[Stored data entries]
- - -

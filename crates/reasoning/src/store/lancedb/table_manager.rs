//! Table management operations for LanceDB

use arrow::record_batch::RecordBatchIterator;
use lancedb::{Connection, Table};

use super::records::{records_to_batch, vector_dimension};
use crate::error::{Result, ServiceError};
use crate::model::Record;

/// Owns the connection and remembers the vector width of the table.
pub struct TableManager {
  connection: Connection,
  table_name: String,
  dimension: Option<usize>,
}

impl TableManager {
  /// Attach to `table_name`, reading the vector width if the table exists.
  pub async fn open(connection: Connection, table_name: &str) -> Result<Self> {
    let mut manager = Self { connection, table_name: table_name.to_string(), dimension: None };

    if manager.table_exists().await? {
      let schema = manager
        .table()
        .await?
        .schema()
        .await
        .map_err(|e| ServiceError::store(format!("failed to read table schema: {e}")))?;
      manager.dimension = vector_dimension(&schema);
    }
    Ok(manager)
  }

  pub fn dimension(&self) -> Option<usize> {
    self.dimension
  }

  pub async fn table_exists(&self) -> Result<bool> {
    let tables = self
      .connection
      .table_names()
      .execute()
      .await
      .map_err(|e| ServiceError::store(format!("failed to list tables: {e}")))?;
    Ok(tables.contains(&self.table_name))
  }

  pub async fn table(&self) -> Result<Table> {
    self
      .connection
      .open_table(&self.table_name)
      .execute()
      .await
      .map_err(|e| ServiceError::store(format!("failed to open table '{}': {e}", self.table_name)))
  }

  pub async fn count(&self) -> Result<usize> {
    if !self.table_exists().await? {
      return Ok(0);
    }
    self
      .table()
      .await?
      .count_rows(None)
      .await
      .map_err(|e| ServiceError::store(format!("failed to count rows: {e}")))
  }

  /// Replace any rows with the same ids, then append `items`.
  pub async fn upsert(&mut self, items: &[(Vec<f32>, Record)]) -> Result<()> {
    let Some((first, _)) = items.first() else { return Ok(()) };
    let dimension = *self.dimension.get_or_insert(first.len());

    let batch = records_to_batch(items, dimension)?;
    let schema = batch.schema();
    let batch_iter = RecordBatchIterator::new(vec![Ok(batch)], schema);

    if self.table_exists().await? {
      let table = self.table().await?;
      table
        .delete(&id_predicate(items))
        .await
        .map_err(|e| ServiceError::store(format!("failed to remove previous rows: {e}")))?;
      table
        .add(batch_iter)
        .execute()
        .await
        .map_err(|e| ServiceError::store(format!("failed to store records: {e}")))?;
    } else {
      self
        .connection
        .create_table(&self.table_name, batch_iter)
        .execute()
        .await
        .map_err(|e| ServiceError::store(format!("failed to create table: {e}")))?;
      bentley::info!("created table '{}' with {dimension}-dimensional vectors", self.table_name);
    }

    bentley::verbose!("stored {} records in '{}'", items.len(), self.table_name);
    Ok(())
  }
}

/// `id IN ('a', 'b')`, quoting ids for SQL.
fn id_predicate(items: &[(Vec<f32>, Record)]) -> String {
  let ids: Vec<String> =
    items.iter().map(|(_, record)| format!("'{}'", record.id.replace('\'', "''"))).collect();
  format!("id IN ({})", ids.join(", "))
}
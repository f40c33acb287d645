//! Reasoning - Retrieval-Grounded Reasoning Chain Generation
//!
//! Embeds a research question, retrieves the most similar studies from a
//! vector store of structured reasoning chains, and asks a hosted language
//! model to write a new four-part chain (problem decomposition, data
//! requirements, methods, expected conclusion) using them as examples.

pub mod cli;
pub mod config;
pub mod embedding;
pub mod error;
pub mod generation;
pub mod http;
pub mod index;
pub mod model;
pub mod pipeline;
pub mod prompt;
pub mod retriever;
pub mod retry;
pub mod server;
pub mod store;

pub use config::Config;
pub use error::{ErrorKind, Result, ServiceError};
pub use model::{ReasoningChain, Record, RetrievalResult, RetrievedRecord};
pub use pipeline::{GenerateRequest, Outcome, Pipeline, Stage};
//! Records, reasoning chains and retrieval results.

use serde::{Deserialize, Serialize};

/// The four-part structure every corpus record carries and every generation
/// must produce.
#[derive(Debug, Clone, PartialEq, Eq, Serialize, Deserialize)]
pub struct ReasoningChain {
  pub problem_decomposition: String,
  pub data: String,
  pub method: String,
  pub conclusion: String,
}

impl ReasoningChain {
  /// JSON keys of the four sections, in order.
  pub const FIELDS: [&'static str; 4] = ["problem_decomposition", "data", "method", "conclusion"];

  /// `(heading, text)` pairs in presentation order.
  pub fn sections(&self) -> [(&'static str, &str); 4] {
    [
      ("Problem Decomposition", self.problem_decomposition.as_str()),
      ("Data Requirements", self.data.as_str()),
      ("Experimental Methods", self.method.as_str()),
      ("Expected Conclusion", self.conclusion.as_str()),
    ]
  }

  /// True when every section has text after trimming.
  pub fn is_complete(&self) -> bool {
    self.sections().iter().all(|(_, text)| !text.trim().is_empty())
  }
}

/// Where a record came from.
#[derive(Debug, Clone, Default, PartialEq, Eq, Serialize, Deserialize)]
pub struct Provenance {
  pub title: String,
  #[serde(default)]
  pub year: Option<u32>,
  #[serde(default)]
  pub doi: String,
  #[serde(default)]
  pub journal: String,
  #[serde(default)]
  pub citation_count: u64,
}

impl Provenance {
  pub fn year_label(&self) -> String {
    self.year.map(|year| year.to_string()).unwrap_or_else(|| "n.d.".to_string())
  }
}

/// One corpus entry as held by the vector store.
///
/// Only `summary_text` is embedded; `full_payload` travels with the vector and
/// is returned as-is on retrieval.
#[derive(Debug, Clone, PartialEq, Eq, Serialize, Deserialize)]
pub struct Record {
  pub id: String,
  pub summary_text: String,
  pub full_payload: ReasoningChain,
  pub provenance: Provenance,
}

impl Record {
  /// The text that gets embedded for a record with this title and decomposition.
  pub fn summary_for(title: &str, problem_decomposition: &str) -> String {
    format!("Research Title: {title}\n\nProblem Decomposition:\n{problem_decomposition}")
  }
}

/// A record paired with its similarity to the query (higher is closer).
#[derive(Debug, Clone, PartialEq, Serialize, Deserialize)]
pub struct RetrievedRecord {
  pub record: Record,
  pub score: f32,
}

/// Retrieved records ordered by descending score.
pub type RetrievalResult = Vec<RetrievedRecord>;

- - -

## Assignment
Would you copy out each line of the records above where the word "format" occurs?

## Exercise solution
        .map_err(|e| ServiceError::store(format!("failed to read table schema: {e}")))?;
      .map_err(|e| ServiceError::store(format!("failed to list tables: {e}")))?;
      .map_err(|e| ServiceError::store(format!("failed to open table '{}': {e}", self.table_name)))
      .map_err(|e| ServiceError::store(format!("failed to count rows: {e}")))
        .map_err(|e| ServiceError::store(format!("failed to remove previous rows: {e}")))?;
        .map_err(|e| ServiceError::store(format!("failed to store records: {e}")))?;
        .map_err(|e| ServiceError::store(format!("failed to create table: {e}")))?;
    items.iter().map(|(_, record)| format!("'{}'", record.id.replace('\'', "''"))).collect();
  format!("id IN ({})", ids.join(", "))
    format!("Research Title: {title}\n\nProblem Decomposition:\n{problem_decomposition}")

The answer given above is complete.